Now, when you hear of a Eucharistic miracle, you likely think of a broken host that bleeds and takes on characteristics of human flesh, like Bolsena-Orvieto, or Santarem.  Those are remarkable and dramatic and continue to hold up under scrutiny and skepticism over the centuries, to our own time.  But the miracle of Siena is moving in a different way, at least for me.

What is remarkable here is that the sacred species did NOT change, not at all.  It continues to resemble the simple bread as which it began, with only two ingredients, wheat flour and water.  The marvel is what does not happen that ordinarily would happen to anything so constituted.

The thieves were clearly after the valuable ciborium, likely silver gilt, and probably managed to get some cash for it from an unscrupulous dealer.  Its holy contents, however, the very body and blood, soul and divinity of our Lord, they threw away.  

But the local church, the priests and people of Siena, prayed for the return of the Lord in His sacramental presence, and were rewarded with His safe return.
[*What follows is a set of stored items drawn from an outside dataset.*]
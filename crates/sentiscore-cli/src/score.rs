//! `score` and `inspect` command handlers.

use std::io::Read;

use sentiscore_sentiment::{PipelineTrace, SentimentAnalyzer};

/// Join positional arguments with spaces, or read all of `stdin` when there are none.
///
/// # Errors
///
/// Returns an error if reading `stdin` fails or it is not valid UTF-8.
pub(crate) fn read_input(args: &[String], mut stdin: impl Read) -> anyhow::Result<String> {
    if !args.is_empty() {
        return Ok(args.join(" "));
    }
    let mut buf = String::new();
    stdin.read_to_string(&mut buf)?;
    Ok(buf)
}

/// Score `input`; a bare number, or the full result as JSON.
///
/// # Errors
///
/// Returns an error if JSON serialization fails.
pub(crate) fn render_score(
    analyzer: &SentimentAnalyzer,
    input: &str,
    json: bool,
) -> anyhow::Result<String> {
    let sentiment = analyzer.analyze(input);
    if json {
        return Ok(serde_json::to_string_pretty(&sentiment)?);
    }
    Ok(sentiment.score.to_string())
}

/// # Errors
///
/// Returns an error if JSON serialization fails.
pub(crate) fn render_inspect(
    analyzer: &SentimentAnalyzer,
    input: &str,
    json: bool,
) -> anyhow::Result<String> {
    let trace = analyzer.trace(input);
    if json {
        return Ok(serde_json::to_string_pretty(&trace)?);
    }
    Ok(render_trace(&trace, &analyzer.aggregation().to_string()))
}

fn render_trace(trace: &PipelineTrace, aggregation: &str) -> String {
    let mut lines = vec![
        format!("normalized: {:?}", trace.normalized),
        format!("tokens:     [{}]", trace.tokens.join(", ")),
        format!("filtered:   [{}]", trace.filtered.join(", ")),
    ];
    lines.extend(trace.scored.iter().map(|token| {
        let score = token
            .score
            .map_or_else(|| "-".to_string(), |s| format!("{s:+}"));
        format!("  {:<16} {:<16} {score}", token.token, token.stem)
    }));
    let s = &trace.sentiment;
    lines.push(format!(
        "score:      {} ({}, {aggregation}; {}/{} tokens matched, total {})",
        s.score, s.label, s.hits, s.tokens, s.total
    ));
    lines.join("\n")
}

#[cfg(test)]
mod tests {
    use super::*;

    fn analyzer() -> SentimentAnalyzer {
        SentimentAnalyzer::english().expect("bundled resources load")
    }

    #[test]
    fn read_input_joins_arguments() {
        let args = vec!["This".to_string(), "is".to_string(), "great!".to_string()];
        let input = read_input(&args, std::io::empty()).unwrap();
        assert_eq!(input, "This is great!");
    }

    #[test]
    fn read_input_falls_back_to_stdin() {
        let input = read_input(&[], "I hate this.\n".as_bytes()).unwrap();
        assert_eq!(input, "I hate this.\n");
    }

    #[test]
    fn read_input_rejects_invalid_utf8() {
        let bytes: &[u8] = &[0xff, 0xfe, 0xfd];
        assert!(read_input(&[], bytes).is_err());
    }

    #[test]
    fn render_score_plain() {
        assert_eq!(render_score(&analyzer(), "This is great!", false).unwrap(), "3");
        assert_eq!(render_score(&analyzer(), "", false).unwrap(), "0");
    }

    #[test]
    fn render_score_json() {
        let out = render_score(&analyzer(), "I hate this.", true).unwrap();
        let value: serde_json::Value = serde_json::from_str(&out).unwrap();
        assert_eq!(value["label"], "negative");
        assert_eq!(value["hits"], 1);
    }

    #[test]
    fn render_inspect_lists_every_stage() {
        let out = render_inspect(&analyzer(), "This is great!", false).unwrap();
        assert!(out.contains("normalized: \"This is great\""), "{out}");
        assert!(out.contains("tokens:     [This, is, great]"), "{out}");
        assert!(out.contains("filtered:   [great]"), "{out}");
        assert!(out.contains("+3"), "{out}");
        assert!(out.contains("positive, mean; 1/1 tokens matched"), "{out}");
    }

    #[test]
    fn render_inspect_marks_unknown_tokens() {
        let out = render_inspect(&analyzer(), "great weather", false).unwrap();
        let weather_line = out
            .lines()
            .find(|l| l.trim_start().starts_with("weather"))
            .expect("weather row");
        assert!(weather_line.trim_end().ends_with('-'), "{weather_line}");
    }

    #[test]
    fn render_inspect_has_one_line_per_stage_and_token() {
        let out = render_inspect(&analyzer(), "great weather", false).unwrap();
        let lines: Vec<&str> = out.lines().collect();
        assert_eq!(lines.len(), 6, "{out}");
        assert!(lines[3].trim_start().starts_with("great"), "{out}");
        assert!(lines[5].starts_with("score:      1.5 (positive, mean; 1/2"), "{out}");
        assert!(!out.ends_with('\n'));
    }

    #[test]
    fn render_inspect_json_has_trace_fields() {
        let out = render_inspect(&analyzer(), "She loves it", true).unwrap();
        let value: serde_json::Value = serde_json::from_str(&out).unwrap();
        assert_eq!(value["filtered"][0], "loves");
        assert_eq!(value["scored"][0]["stem"], "love");
        assert_eq!(value["sentiment"]["total"], 3);
    }
}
Jesus in His Eucharistic presence is vulnerable; that is why we say He is ‘exposed’ for adoration and require that adorers be watchers for His safety even as He watch over them.  

What God consecrates, He transforms permanently.  What Jesus sanctifies, He does not abandon.  The Sienese knew this and sacrificed their time and prayer on behalf of their suffering Savior, who then rewarded them with a manifestation of His abiding fidelity.  

The Eucharist is unique among the seven sacraments of salvation in that it is the only one that you can place on a table and point toward, the only one that remains when every person leaves the room.  The others occur in individual human beings, body and soul, where the work of His sanctifying grace is transforming.  In some of the sacraments, Baptism and Holy Order, this change is permanent and irreversible.  What God has sanctified at the request of the Church remains transformed; the change abides.

The life that God the Father has poured into you at Baptism, often at the request of your parents and always with the invocation of a sacred minister, remains holy and glorious.  He will not revoke that grace even if the life so changed be left to languish in the dustbin; the glory of the Son in whom He is well pleased abides and will abide.

Similarly, configured to Jesus Christ the High Priest by Holy Order, human lives remain vulnerable to the vicissitudes of sin, their own and that of others.  But even if the men so changed should forget that holiness, still their priesthood abides.  And if the Church herself should cast them away, that sacred and sanctifying reality still abides, ready and waiting to be retrieved from the detritus and cleaned of cobwebs and clinging filth.

God does not forget His sanctified gifts.  When the Church remembers and clamors for their restoration, He rewards that fidelity with an extraordinary manifestation of his own abiding and faithful presence, even and especially when the vessels be fragile.

Maybe a trip to Siena in 2030 to mark the tricentennial of nothing happening to the Eucharistic species that had been so carelessly cast aside would be a suitable pilgrimage and petition for the revelation of God’s fidelity in what man has smirched and squandered, and His own Church has left to rot.  Better late than never.